■ **REQUIRED WORK**: Beginning with the first line below, please restate each line exactly, down to and including the line containing "pub struct RootsArgs".

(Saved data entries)
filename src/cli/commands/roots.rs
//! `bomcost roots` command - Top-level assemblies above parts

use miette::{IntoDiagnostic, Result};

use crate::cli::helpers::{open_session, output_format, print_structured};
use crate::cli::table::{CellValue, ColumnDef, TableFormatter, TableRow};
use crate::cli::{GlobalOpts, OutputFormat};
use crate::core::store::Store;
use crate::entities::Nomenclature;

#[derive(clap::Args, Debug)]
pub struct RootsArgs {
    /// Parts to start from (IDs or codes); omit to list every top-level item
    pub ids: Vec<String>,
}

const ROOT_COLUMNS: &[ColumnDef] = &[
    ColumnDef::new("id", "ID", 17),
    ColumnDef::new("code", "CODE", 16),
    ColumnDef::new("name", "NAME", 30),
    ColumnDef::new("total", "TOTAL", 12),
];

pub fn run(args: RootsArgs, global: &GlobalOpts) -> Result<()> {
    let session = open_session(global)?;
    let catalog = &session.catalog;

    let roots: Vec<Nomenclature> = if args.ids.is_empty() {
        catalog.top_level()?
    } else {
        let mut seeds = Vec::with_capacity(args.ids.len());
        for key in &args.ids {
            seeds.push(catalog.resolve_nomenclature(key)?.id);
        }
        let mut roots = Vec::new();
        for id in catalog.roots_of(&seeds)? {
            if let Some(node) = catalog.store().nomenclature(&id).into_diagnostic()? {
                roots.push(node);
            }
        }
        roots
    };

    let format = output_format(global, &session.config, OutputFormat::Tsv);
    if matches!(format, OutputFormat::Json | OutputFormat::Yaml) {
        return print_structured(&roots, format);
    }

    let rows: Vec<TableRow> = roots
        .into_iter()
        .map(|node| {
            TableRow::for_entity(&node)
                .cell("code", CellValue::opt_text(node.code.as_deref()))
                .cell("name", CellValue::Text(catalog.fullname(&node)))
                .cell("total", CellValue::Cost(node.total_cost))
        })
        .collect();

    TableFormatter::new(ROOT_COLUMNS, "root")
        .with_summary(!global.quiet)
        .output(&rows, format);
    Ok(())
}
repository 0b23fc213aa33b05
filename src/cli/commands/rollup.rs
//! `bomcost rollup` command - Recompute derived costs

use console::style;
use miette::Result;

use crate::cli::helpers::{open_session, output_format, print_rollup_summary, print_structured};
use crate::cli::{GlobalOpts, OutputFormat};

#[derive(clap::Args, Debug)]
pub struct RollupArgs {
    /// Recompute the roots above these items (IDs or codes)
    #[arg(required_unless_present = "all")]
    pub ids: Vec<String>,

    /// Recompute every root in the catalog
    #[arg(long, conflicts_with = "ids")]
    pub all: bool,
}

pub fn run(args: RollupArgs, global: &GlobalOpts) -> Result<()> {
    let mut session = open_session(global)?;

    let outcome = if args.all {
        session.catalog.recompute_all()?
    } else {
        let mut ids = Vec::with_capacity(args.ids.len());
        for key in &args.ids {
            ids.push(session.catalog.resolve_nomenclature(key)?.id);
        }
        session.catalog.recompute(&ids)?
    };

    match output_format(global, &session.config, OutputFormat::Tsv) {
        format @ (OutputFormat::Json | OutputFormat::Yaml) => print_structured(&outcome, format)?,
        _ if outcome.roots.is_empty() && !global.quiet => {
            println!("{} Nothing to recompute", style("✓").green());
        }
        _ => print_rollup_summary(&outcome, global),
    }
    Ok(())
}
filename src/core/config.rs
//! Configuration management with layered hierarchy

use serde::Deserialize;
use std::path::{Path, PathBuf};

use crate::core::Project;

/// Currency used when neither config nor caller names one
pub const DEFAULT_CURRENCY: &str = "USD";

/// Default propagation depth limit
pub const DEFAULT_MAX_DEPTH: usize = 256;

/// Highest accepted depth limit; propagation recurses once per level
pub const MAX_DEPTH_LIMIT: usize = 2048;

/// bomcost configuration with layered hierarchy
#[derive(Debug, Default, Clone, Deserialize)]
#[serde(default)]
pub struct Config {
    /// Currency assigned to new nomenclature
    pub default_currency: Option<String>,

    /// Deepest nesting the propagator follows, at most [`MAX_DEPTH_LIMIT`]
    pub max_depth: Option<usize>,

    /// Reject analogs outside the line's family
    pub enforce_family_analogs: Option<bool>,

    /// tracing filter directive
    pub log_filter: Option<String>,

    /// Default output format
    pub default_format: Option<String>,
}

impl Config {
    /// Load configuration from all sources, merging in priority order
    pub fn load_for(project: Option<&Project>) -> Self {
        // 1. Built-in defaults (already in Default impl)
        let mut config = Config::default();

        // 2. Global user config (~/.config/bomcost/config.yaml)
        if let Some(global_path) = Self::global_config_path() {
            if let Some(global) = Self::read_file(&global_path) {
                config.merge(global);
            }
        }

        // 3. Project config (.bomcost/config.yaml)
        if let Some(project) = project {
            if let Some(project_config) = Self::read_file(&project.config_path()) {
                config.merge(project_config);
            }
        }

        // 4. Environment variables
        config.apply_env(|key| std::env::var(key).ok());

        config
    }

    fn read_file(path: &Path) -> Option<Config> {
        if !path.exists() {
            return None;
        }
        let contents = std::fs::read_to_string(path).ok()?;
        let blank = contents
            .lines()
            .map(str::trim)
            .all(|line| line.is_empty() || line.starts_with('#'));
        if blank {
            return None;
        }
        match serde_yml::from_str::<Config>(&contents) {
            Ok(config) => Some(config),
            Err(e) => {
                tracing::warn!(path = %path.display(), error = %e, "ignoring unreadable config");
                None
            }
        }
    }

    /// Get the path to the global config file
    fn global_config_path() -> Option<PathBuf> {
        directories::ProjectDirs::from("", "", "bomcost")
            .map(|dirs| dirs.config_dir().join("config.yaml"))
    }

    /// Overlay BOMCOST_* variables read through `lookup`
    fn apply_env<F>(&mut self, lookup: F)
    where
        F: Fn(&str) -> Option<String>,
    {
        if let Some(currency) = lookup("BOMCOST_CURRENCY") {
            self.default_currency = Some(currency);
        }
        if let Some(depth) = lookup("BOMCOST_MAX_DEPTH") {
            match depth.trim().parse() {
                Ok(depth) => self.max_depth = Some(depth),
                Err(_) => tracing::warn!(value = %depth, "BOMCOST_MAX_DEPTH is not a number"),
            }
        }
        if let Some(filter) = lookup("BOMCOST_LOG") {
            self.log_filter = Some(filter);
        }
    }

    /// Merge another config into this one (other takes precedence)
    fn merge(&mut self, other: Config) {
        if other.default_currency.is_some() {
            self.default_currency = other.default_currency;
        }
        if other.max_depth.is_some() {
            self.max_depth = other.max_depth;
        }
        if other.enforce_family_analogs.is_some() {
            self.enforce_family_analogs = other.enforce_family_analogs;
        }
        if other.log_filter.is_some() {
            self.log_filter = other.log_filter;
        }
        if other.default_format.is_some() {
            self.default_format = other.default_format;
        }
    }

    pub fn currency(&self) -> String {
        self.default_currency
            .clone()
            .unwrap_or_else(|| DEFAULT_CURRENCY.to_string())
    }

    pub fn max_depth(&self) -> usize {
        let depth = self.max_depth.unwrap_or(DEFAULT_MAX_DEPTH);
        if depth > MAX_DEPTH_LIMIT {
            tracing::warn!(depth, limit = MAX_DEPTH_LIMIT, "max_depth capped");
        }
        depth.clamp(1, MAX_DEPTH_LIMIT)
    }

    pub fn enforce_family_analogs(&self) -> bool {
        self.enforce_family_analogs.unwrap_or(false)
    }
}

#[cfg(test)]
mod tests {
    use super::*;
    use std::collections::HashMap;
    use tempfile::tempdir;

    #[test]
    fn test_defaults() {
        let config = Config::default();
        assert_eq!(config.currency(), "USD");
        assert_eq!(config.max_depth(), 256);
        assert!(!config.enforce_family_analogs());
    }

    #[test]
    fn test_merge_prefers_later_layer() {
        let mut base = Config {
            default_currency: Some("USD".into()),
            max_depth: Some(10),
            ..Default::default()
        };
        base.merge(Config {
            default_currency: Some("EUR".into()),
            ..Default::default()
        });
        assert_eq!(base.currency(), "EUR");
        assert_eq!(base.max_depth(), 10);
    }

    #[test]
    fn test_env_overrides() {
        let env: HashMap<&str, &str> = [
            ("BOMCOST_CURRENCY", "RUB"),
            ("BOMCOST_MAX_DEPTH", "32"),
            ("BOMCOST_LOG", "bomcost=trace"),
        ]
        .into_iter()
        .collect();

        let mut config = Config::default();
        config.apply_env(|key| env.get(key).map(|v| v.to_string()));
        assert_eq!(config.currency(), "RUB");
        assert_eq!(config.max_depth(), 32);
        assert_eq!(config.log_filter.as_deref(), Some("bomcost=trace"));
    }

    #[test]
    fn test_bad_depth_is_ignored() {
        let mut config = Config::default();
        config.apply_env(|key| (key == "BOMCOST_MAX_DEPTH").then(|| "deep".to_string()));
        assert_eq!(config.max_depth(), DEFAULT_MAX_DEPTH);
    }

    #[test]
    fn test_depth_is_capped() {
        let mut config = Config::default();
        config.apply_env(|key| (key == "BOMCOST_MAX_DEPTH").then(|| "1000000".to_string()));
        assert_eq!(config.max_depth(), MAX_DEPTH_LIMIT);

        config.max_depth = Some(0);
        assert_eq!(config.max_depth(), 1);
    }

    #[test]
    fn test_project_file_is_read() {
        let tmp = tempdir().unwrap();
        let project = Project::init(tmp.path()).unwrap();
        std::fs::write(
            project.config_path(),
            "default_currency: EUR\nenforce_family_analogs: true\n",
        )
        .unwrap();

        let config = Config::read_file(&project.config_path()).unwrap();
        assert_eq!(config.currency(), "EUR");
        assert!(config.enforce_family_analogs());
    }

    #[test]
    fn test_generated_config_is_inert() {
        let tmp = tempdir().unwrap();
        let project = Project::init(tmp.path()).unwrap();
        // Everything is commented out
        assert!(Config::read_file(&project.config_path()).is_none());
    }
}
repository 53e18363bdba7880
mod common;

■ **REPLY TO THE EXERCISE**:
filename src/cli/commands/roots.rs
//! `bomcost roots` command - Top-level assemblies above parts

use miette::{IntoDiagnostic, Result};

use crate::cli::helpers::{open_session, output_format, print_structured};
use crate::cli::table::{CellValue, ColumnDef, TableFormatter, TableRow};
use crate::cli::{GlobalOpts, OutputFormat};
use crate::core::store::Store;
use crate::entities::Nomenclature;

#[derive(clap::Args, Debug)]
pub struct RootsArgs {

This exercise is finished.